* **Activity**:
Identify all lines below that hold "write" and collect them.

======== Dataset extract

//! Student subject grid and per-subject topic lists

use chrono::{DateTime, Duration, Utc};
use serde::Serialize;
use std::fmt;
use std::str::FromStr;

/// A subject tile on the student landing page
#[derive(Debug, Clone, PartialEq, Serialize)]
#[serde(rename_all = "camelCase")]
pub struct SubjectCard {
    pub id: String,
    pub name: String,
    pub teacher: String,
    /// Completion percentage, 0..=100
    pub progress: u8,
    pub has_new: bool,
    pub due_today: bool,
    pub last_topic_id: String,
    pub updated_at: DateTime<Utc>,
}

#[derive(Debug, Clone, Copy, PartialEq, Eq, Default)]
pub enum SubjectFilter {
    #[default]
    All,
    /// Cards with new content
    New,
    /// Cards not yet completed
    Pending,
}

#[derive(Debug, Clone, Copy, PartialEq, Eq, Default)]
pub enum SubjectSort {
    /// By name, A to Z
    #[default]
    Alphabetical,
    /// Least progress first
    Progress,
    /// Most recently updated first
    Recent,
}

impl FromStr for SubjectFilter {
    type Err = String;

    fn from_str(s: &str) -> Result<Self, Self::Err> {
        match s.to_lowercase().as_str() {
            "all" => Ok(SubjectFilter::All),
            "new" => Ok(SubjectFilter::New),
            "pending" => Ok(SubjectFilter::Pending),
            _ => Err(format!("Invalid filter: {}. Use all, new or pending", s)),
        }
    }
}

impl FromStr for SubjectSort {
    type Err = String;

    fn from_str(s: &str) -> Result<Self, Self::Err> {
        match s.to_lowercase().as_str() {
            "az" | "alphabetical" => Ok(SubjectSort::Alphabetical),
            "progress" => Ok(SubjectSort::Progress),
            "recent" => Ok(SubjectSort::Recent),
            _ => Err(format!("Invalid sort: {}. Use az, progress or recent", s)),
        }
    }
}

/// Demo cards, with update times relative to `now`
pub fn sample_subjects(now: DateTime<Utc>) -> Vec<SubjectCard> {
    let card = |id: &str,
                name: &str,
                teacher: &str,
                progress: u8,
                has_new: bool,
                due_today: bool,
                topic: &str,
                age: Duration| SubjectCard {
        id: id.to_string(),
        name: name.to_string(),
        teacher: teacher.to_string(),
        progress,
        has_new,
        due_today,
        last_topic_id: topic.to_string(),
        updated_at: now - age,
    };

    vec![
        card("mat", "Mathematics", "Prof. Carlos", 42, true, true, "linear-functions-1", Duration::hours(2)),
        card("port", "Portuguese", "Prof. Ana", 10, false, false, "reading-comprehension", Duration::days(3)),
        card("hist", "History", "Prof. Davi", 100, false, false, "industrial-revolution", Duration::minutes(30)),
        card("bio", "Biology", "Prof. Julia", 65, true, false, "basic-cytology", Duration::hours(6)),
        card("fis", "Physics", "Prof. Renan", 5, false, true, "kinematics-intro", Duration::hours(14)),
        card("geo", "Geography", "Prof. Bia", 77, false, false, "world-climates", Duration::hours(48)),
    ]
}

/// Study progress on a single topic
#[derive(Debug, Clone, Copy, PartialEq, Eq, Serialize)]
#[serde(rename_all = "kebab-case")]
pub enum TopicStatus {
    Done,
    InProgress,
    Todo,
}

impl fmt::Display for TopicStatus {
    fn fmt(&self, f: &mut fmt::Formatter<'_>) -> fmt::Result {
        match self {
            TopicStatus::Done => write!(f, "Done"),
            TopicStatus::InProgress => write!(f, "In progress"),
            TopicStatus::Todo => write!(f, "To do"),
        }
    }
}

/// One entry in a subject's content list
#[derive(Debug, Clone, PartialEq, Serialize)]
#[serde(rename_all = "camelCase")]
pub struct Topic {
    pub id: String,
    pub title: String,
    pub duration_min: u32,
    pub status: TopicStatus,
}

/// Fallback name for a subject id with no card
pub const UNKNOWN_SUBJECT: &str = "Subject";

/// Display name of a subject id, from the demo cards
pub fn subject_name(cards: &[SubjectCard], id: &str) -> String {
    cards
        .iter()
        .find(|c| c.id == id)
        .map(|c| c.name.clone())
        .unwrap_or_else(|| UNKNOWN_SUBJECT.to_string())
}

/// Demo topic list for a subject. Unknown ids have no topics.
pub fn sample_topics(subject_id: &str) -> Vec<Topic> {
    let topic = |id: &str, title: &str, duration_min: u32, status: TopicStatus| Topic {
        id: id.to_string(),
        title: title.to_string(),
        duration_min,
        status,
    };

    match subject_id {
        "mat" => vec![
            topic("fra-01", "Fractions - Part 1", 15, TopicStatus::Done),
            topic("fra-02", "Fractions - Part 2", 20, TopicStatus::InProgress),
        ],
        _ => Vec::new(),
    }
}

/// Cards matching the query and filter, in the requested order
pub fn filter_subjects(
    cards: &[SubjectCard],
    query: &str,
    filter: SubjectFilter,
    sort: SubjectSort,
) -> Vec<SubjectCard> {
    let q = query.trim().to_lowercase();

    let mut out: Vec<SubjectCard> = cards
        .iter()
        .filter(|c| {
            q.is_empty() || c.name.to_lowercase().contains(&q) || c.teacher.to_lowercase().contains(&q)
        })
        .filter(|c| match filter {
            SubjectFilter::All => true,
            SubjectFilter::New => c.has_new,
            SubjectFilter::Pending => c.progress < 100,
        })
        .cloned()
        .collect();

    match sort {
        SubjectSort::Alphabetical => out.sort_by_key(|c| c.name.to_lowercase()),
        SubjectSort::Progress => out.sort_by_key(|c| c.progress),
        SubjectSort::Recent => out.sort_by(|a, b| b.updated_at.cmp(&a.updated_at)),
    }

    out
}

================

* **Problem solution**:
            TopicStatus::Done => write!(f, "Done"),
            TopicStatus::InProgress => write!(f, "In progress"),
            TopicStatus::Todo => write!(f, "To do"),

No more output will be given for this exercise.